Ободренный этими словами, Вяземский 27 декабря устроил публичное чтение статьи у себя дома. Там же впервые прозвучало и большое стихотворение «Поминки по Бородинской битве» — поэтическая версия бородинской эпопеи и одновременно послание к Дмитрию Гавриловичу Бибикову. Именно после этого чтения произошел крупный спор Вяземского с Тютчевым, свидетелем которого стал граф С.Д. Шереметев.
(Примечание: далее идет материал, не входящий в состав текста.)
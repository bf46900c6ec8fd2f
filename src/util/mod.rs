//! Shared utility types.

mod error;

pub use error::{Error, Result};
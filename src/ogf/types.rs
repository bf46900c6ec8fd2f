//! Input records of the OGF encoder.
//!
//! The host supplies pre-triangulated geometry as per-corner attribute
//! tuples plus per-source-vertex bone influences; the encoder owns
//! deduplication and weight packing.

use glam::{Vec2, Vec3};
use smallvec::SmallVec;

use crate::object::BoneShape;

/// Bone influences of one source vertex, in a deterministic encounter
/// order. `(bone index, weight)` pairs.
pub type Influences = SmallVec<[(u16, f32); 4]>;

/// One corner of a triangle, carrying the full attribute tuple.
///
/// `source_vertex` is part of the deduplication identity: corners that agree
/// on every geometric attribute but come from different source vertices stay
/// distinct in the output.
#[derive(Debug, Clone, Copy, PartialEq)]
pub struct Corner {
    pub source_vertex: u32,
    pub position: Vec3,
    pub normal: Vec3,
    pub tangent: Vec3,
    pub bitangent: Vec3,
    pub uv: Vec2,
}

/// One mesh to compile: triangles of corners plus its surface binding.
#[derive(Debug, Default, Clone)]
pub struct ExportMesh {
    pub texture: String,
    pub shader: String,
    pub faces: Vec<[Corner; 3]>,
    /// Influence list per source vertex, indexed by `Corner::source_vertex`.
    pub weights: Vec<Influences>,
}

/// Per-axis IK limit of an exported bone.
#[derive(Debug, Default, Clone, Copy, PartialEq)]
pub struct AxisLimit {
    pub min: f32,
    pub max: f32,
    pub spring: f32,
    pub damping: f32,
}

/// IK joint parameters in the compiled per-axis layout.
#[derive(Debug, Default, Clone, PartialEq)]
pub struct ExportIkJoint {
    pub kind: u32,
    /// X, Y, Z axis limits, in that serialization order.
    pub limits: [AxisLimit; 3],
    pub spring: f32,
    pub damping: f32,
}

/// One bone to compile. Fields are serialized byte-for-byte; the encoder
/// performs no interpretation.
#[derive(Debug, Default, Clone)]
pub struct ExportBone {
    pub name: String,
    /// Empty for root bones.
    pub parent: String,
    pub gamemtl: String,
    pub shape: BoneShape,
    pub ik_joint: ExportIkJoint,
    pub ik_flags: u32,
    pub break_force: f32,
    pub break_torque: f32,
    pub friction: f32,
    pub rotation: Vec3,
    pub position: Vec3,
    pub mass: f32,
    pub mass_center: Vec3,
}

/// A complete export unit: one root with child meshes and an armature.
#[derive(Debug, Default, Clone)]
pub struct ExportObject {
    pub name: String,
    /// Creator tool string written into the description chunk.
    pub creator: String,
    pub userdata: String,
    pub motion_refs: String,
    pub meshes: Vec<ExportMesh>,
    pub bones: Vec<ExportBone>,
}

impl ExportMesh {
    /// Largest influence count on any source vertex of this mesh.
    pub fn max_influences(&self) -> usize {
        self.weights.iter().map(|w| w.len()).max().unwrap_or(0)
    }
}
Эта история порядком испортила отношения Вяземского с Толстым (хотя, если вдуматься, от этих отношений уже мало что оставалось). В 1875 году, прочитав в «Русском вестнике» первую и вторую части «Анны Карениной», Вяземский написал Бартеневу о том, что не против теперь помириться с автором: «Толстой прикрывает все свои парадоксальные понятия и чувства свежим блеском таланта своего — читаешь и увлекаешься, следовательно прощаешь, по крайней мере часто».
И все-таки основное свое мнение о Толстом Вяземский высказал в письме Погодину вскоре после «бисквитного» спора, в апреле 1869 года: «На Руси дарование и ум не близнецы и часто даже не свойственники и не земляки… У Толстого (Война и Мир) есть, без сомнения, богатое дарование, но нет хозяина в доме». И это касалось далеко не только Толстого.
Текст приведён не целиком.